Alors que nous achevons cette semaine l'examen de la proposition de loi du groupe Socialiste, écologiste et citoyen pour la liberté, l'indépendance et le pluralisme des médias je tiens, pour commencer cette intervention, à saluer l'excellent travail de notre président-rapporteur.
Ce texte est plus que jamais indispensable à l'heure où de nombreuses menaces pèsent sur les journalistes à travers le monde, en Turquie par exemple, tant sur leur liberté d'expression que sur leurs capacités mêmes à effectuer leur travail d'investigation.
Des menaces pèsent aussi sur ces grands principes dans notre pays : je pense notamment à la concentration dans les médias mais aussi aux propositions de sénateurs qui, dans le cadre du projet de loi relatif à l'égalité et à la citoyenneté, ont fait passer en commission spéciale des dispositions mettant en danger la loi de 1881 sur la liberté de la presse. Cette loi est donc loin d'être superflue, elle est plus que jamais nécessaire pour protéger ceux qui s'inscrivent au coeur du processus de fabrication de l'information et des programmes : les journalistes.
Par cette loi, nous voulons protéger les journalistes de toute pression, et par là-même contribuer à restaurer la confiance qui doit exister entre le lecteur, le téléspectateur ou l'auditeur et les médias dits « classiques ». Cette loi, destinée non aux seuls journalistes, mais à l'ensemble du secteur des médias, érige l'autorité administrative indépendante qu'est le CSA en gardien de ces principes.
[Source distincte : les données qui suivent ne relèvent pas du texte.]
//! Drive geometry detection
//!
//! The firmware reports geometry two ways: the legacy CHS query (maximum
//! head/cylinder numbers, zero based) and, when the drive supports
//! enhanced disk drive services, an extended parameter block with real
//! counts. The extended values win whenever they are present.

use log::debug;

/// Extended (EDD) drive parameter block
#[derive(Debug, Clone, Copy, Default, PartialEq, Eq)]
pub struct EddParameters {
    /// EDD version reported by the firmware
    pub version: u8,
    /// Number of heads
    pub heads: u32,
    /// Number of cylinders
    pub cylinders: u32,
    /// Total addressable sectors
    pub sectors: u64,
    /// Bytes per sector
    pub bytes_per_sector: u16,
    /// Sectors per track
    pub sectors_per_track: u32,
}

/// Raw result of a drive parameter query
#[derive(Debug, Clone, Copy, Default, PartialEq, Eq)]
pub struct DriveParameters {
    /// Highest head number (zero based)
    pub legacy_max_head: u8,
    /// Highest cylinder number (zero based)
    pub legacy_max_cylinder: u16,
    /// Sectors per track
    pub legacy_sectors_per_track: u8,
    /// Number of drives attached to the controller
    pub legacy_max_drive: u8,
    /// Extended parameters, when EDD is available
    pub edd: Option<EddParameters>,
}

/// Which query the geometry values came from
#[derive(Debug, Clone, Copy, PartialEq, Eq)]
pub enum GeometrySource {
    /// Legacy CHS query
    Legacy,
    /// Extended (EDD) parameters
    Extended,
}

/// Drive geometry for one physical drive
#[derive(Debug, Clone, Copy, PartialEq, Eq)]
pub struct DriveGeometry {
    /// BIOS drive number
    pub drive: u8,
    /// Selected source
    pub source: GeometrySource,
    /// Legacy head count
    pub legacy_heads: u32,
    /// Legacy cylinder count
    pub legacy_cylinders: u32,
    /// Legacy sectors per track
    pub legacy_sectors_per_track: u32,
    /// Extended parameters, when available
    pub edd: Option<EddParameters>,
}

impl DriveGeometry {
    /// Build geometry from a parameter query
    pub fn new(drive: u8, params: DriveParameters) -> Self {
        let geometry = Self {
            drive,
            source: if params.edd.is_some() {
                GeometrySource::Extended
            } else {
                GeometrySource::Legacy
            },
            legacy_heads: params.legacy_max_head as u32 + 1,
            legacy_cylinders: params.legacy_max_cylinder as u32 + 1,
            legacy_sectors_per_track: params.legacy_sectors_per_track as u32,
            edd: params.edd,
        };

        debug!("DISK: 0x{:x}", drive);
        debug!(
            "  C/H/S: {} heads, {} cylinders, {} sectors/track, {} drives",
            geometry.legacy_heads,
            geometry.legacy_cylinders,
            geometry.legacy_sectors_per_track,
            params.legacy_max_drive
        );
        if let Some(edd) = params.edd {
            debug!(
                "  EDD {:X}: {} heads, {} cylinders, {} sectors, {} bytes/sector, {} sectors/track",
                edd.version,
                edd.heads,
                edd.cylinders,
                edd.sectors,
                edd.bytes_per_sector,
                edd.sectors_per_track
            );
        }

        geometry
    }

    /// Cylinder, head and sectors-per-track counts from the selected source
    pub fn chs(&self) -> (u32, u32, u32) {
        match (self.source, self.edd) {
            (GeometrySource::Extended, Some(edd)) => (edd.cylinders, edd.heads, edd.sectors_per_track),
            _ => (self.legacy_cylinders, self.legacy_heads, self.legacy_sectors_per_track),
        }
    }

    /// Total addressable sectors
    pub fn total_sectors(&self) -> u64 {
        match self.edd {
            Some(edd) if edd.sectors != 0 => edd.sectors,
            _ => {
                let (c, h, s) = self.chs();
                c as u64 * h as u64 * s as u64
            }
        }
    }
}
Tout d'abord, l'article 1er de la proposition de loi étend à tous les journalistes, quel que soit le média dans lequel ils exercent, un droit d'opposition réservé aujourd'hui aux seuls journalistes de l'audiovisuel public à l'article 44 de la loi du 30 septembre 1986. Les journalistes ne pourront donc accepter un acte contraire à leur conviction professionnelle. Celle-ci sera fondée sur la charte déontologique de l'entreprise. Cette charte devra être signée dans toutes les entreprises de presse, y compris la presse quotidienne régionale, d'ici le 1er juillet 2017.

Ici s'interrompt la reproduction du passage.